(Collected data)
//! Repository configuration
//!
//! Names the repository and locates its storage directory and the local
//! Maven repository used to resolve artifacts.

use path_absolutize::Absolutize;
use serde::{Deserialize, Serialize};
use std::path::{Path, PathBuf};

use crate::{RepositoryError, RepositoryResult};

/// Default repository name
pub const DEFAULT_NAME: &str = "caprepo";
/// Sub-directory of the framework storage area holding the store
pub const STORAGE_SUBDIR: &str = "repository";
/// Storage area used when none is configured
pub const DEFAULT_STORAGE_AREA: &str = "osgi-store";

/// Repository configuration
///
/// # Examples
///
/// ```rust
/// use caprepo_repository::RepositoryConfig;
///
/// let config = RepositoryConfig::default().with_storage_dir("/var/lib/caprepo");
/// assert!(config.validate().is_ok());
/// ```
#[derive(Debug, Clone, PartialEq, Eq, Serialize, Deserialize)]
#[serde(default)]
pub struct RepositoryConfig {
    /// Repository name, recorded in the store document
    pub name: String,

    /// Explicit storage directory
    #[serde(skip_serializing_if = "Option::is_none")]
    pub storage_dir: Option<PathBuf>,

    /// Framework storage area; the store goes into its `repository` sub-directory
    #[serde(skip_serializing_if = "Option::is_none")]
    pub framework_storage: Option<PathBuf>,

    /// Root of a local Maven layout repository
    #[serde(skip_serializing_if = "Option::is_none")]
    pub maven_repository: Option<PathBuf>,
}

impl Default for RepositoryConfig {
    fn default() -> Self {
        Self {
            name: DEFAULT_NAME.to_string(),
            storage_dir: None,
            framework_storage: None,
            maven_repository: None,
        }
    }
}

impl RepositoryConfig {
    pub fn with_name(mut self, name: impl Into<String>) -> Self {
        self.name = name.into();
        self
    }

    pub fn with_storage_dir(mut self, dir: impl Into<PathBuf>) -> Self {
        self.storage_dir = Some(dir.into());
        self
    }

    pub fn with_framework_storage(mut self, dir: impl Into<PathBuf>) -> Self {
        self.framework_storage = Some(dir.into());
        self
    }

    pub fn with_maven_repository(mut self, dir: impl Into<PathBuf>) -> Self {
        self.maven_repository = Some(dir.into());
        self
    }

    /// Absolute storage directory
    ///
    /// The explicit `storage_dir` wins; otherwise the `repository`
    /// sub-directory of the framework storage area, which defaults to
    /// `./osgi-store`.
    pub fn resolve_storage_dir(&self) -> RepositoryResult<PathBuf> {
        let dir = match (&self.storage_dir, &self.framework_storage) {
            (Some(dir), _) => dir.clone(),
            (None, Some(area)) => area.join(STORAGE_SUBDIR),
            (None, None) => Path::new(DEFAULT_STORAGE_AREA).join(STORAGE_SUBDIR),
        };
        absolute(&dir)
    }

    /// Absolute Maven repository root, if configured
    pub fn resolve_maven_repository(&self) -> RepositoryResult<Option<PathBuf>> {
        self.maven_repository.as_deref().map(absolute).transpose()
    }

    /// Validate the configuration
    pub fn validate(&self) -> Result<(), ConfigError> {
        if self.name.trim().is_empty() {
            return Err(ConfigError::EmptyField {
                field: "name".to_string(),
            });
        }
        let paths = [
            ("storage_dir", &self.storage_dir),
            ("framework_storage", &self.framework_storage),
            ("maven_repository", &self.maven_repository),
        ];
        for (field, path) in paths {
            if matches!(path, Some(p) if p.as_os_str().is_empty()) {
                return Err(ConfigError::EmptyField {
                    field: field.to_string(),
                });
            }
        }
        Ok(())
    }
}

fn absolute(path: &Path) -> RepositoryResult<PathBuf> {
    path.absolutize()
        .map(|p| p.to_path_buf())
        .map_err(|_| RepositoryError::InvalidPath {
            path: path.to_path_buf(),
        })
}

/// Configuration error
#[derive(Debug, Clone, PartialEq, Eq)]
pub enum ConfigError {
    /// A field is present but empty
    EmptyField { field: String },
}

impl std::fmt::Display for ConfigError {
    fn fmt(&self, f: &mut std::fmt::Formatter<'_>) -> std::fmt::Result {
        match self {
            ConfigError::EmptyField { field } => write!(f, "{} must not be empty", field),
        }
    }
}

impl std::error::Error for ConfigError {}

impl From<ConfigError> for RepositoryError {
    fn from(err: ConfigError) -> Self {
        RepositoryError::Config(err.to_string())
    }
}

__WHAT YOU HAVE TO DO__.
Using the exact wording, write out all of the records.

__ANSWER SPACE__.
//! Repository configuration
//!
//! Names the repository and locates its storage directory and the local
//! Maven repository used to resolve artifacts.

use path_absolutize::Absolutize;
use serde::{Deserialize, Serialize};
use std::path::{Path, PathBuf};

use crate::{RepositoryError, RepositoryResult};

/// Default repository name
pub const DEFAULT_NAME: &str = "caprepo";
/// Sub-directory of the framework storage area holding the store
pub const STORAGE_SUBDIR: &str = "repository";
/// Storage area used when none is configured
pub const DEFAULT_STORAGE_AREA: &str = "osgi-store";

/// Repository configuration
///
/// # Examples
///
/// ```rust
/// use caprepo_repository::RepositoryConfig;
///
/// let config = RepositoryConfig::default().with_storage_dir("/var/lib/caprepo");
/// assert!(config.validate().is_ok());
/// ```
#[derive(Debug, Clone, PartialEq, Eq, Serialize, Deserialize)]
#[serde(default)]
pub struct RepositoryConfig {
    /// Repository name, recorded in the store document
    pub name: String,

    /// Explicit storage directory
    #[serde(skip_serializing_if = "Option::is_none")]
    pub storage_dir: Option<PathBuf>,

    /// Framework storage area; the store goes into its `repository` sub-directory
    #[serde(skip_serializing_if = "Option::is_none")]
    pub framework_storage: Option<PathBuf>,

    /// Root of a local Maven layout repository
    #[serde(skip_serializing_if = "Option::is_none")]
    pub maven_repository: Option<PathBuf>,
}

impl Default for RepositoryConfig {
    fn default() -> Self {
        Self {
            name: DEFAULT_NAME.to_string(),
            storage_dir: None,
            framework_storage: None,
            maven_repository: None,
        }
    }
}

impl RepositoryConfig {
    pub fn with_name(mut self, name: impl Into<String>) -> Self {
        self.name = name.into();
        self
    }

    pub fn with_storage_dir(mut self, dir: impl Into<PathBuf>) -> Self {
        self.storage_dir = Some(dir.into());
        self
    }

    pub fn with_framework_storage(mut self, dir: impl Into<PathBuf>) -> Self {
        self.framework_storage = Some(dir.into());
        self
    }

    pub fn with_maven_repository(mut self, dir: impl Into<PathBuf>) -> Self {
        self.maven_repository = Some(dir.into());
        self
    }

    /// Absolute storage directory
    ///
    /// The explicit `storage_dir` wins; otherwise the `repository`
    /// sub-directory of the framework storage area, which defaults to
    /// `./osgi-store`.
    pub fn resolve_storage_dir(&self) -> RepositoryResult<PathBuf> {
        let dir = match (&self.storage_dir, &self.framework_storage) {
            (Some(dir), _) => dir.clone(),
            (None, Some(area)) => area.join(STORAGE_SUBDIR),
            (None, None) => Path::new(DEFAULT_STORAGE_AREA).join(STORAGE_SUBDIR),
        };
        absolute(&dir)
    }

    /// Absolute Maven repository root, if configured
    pub fn resolve_maven_repository(&self) -> RepositoryResult<Option<PathBuf>> {
        self.maven_repository.as_deref().map(absolute).transpose()
    }

    /// Validate the configuration
    pub fn validate(&self) -> Result<(), ConfigError> {
        if self.name.trim().is_empty() {
            return Err(ConfigError::EmptyField {
                field: "name".to_string(),
            });
        }
        let paths = [
            ("storage_dir", &self.storage_dir),
            ("framework_storage", &self.framework_storage),
            ("maven_repository", &self.maven_repository),
        ];
        for (field, path) in paths {
            if matches!(path, Some(p) if p.as_os_str().is_empty()) {
                return Err(ConfigError::EmptyField {
                    field: field.to_string(),
                });
            }
        }
        Ok(())
    }
}

fn absolute(path: &Path) -> RepositoryResult<PathBuf> {
    path.absolutize()
        .map(|p| p.to_path_buf())
        .map_err(|_| RepositoryError::InvalidPath {
            path: path.to_path_buf(),
        })
}

/// Configuration error
#[derive(Debug, Clone, PartialEq, Eq)]
pub enum ConfigError {
    /// A field is present but empty
    EmptyField { field: String },
}

impl std::fmt::Display for ConfigError {
    fn fmt(&self, f: &mut std::fmt::Formatter<'_>) -> std::fmt::Result {
        match self {
            ConfigError::EmptyField { field } => write!(f, "{} must not be empty", field),
        }
    }
}

impl std::error::Error for ConfigError {}

impl From<ConfigError> for RepositoryError {
    fn from(err: ConfigError) -> Self {
        RepositoryError::Config(err.to_string())
    }
}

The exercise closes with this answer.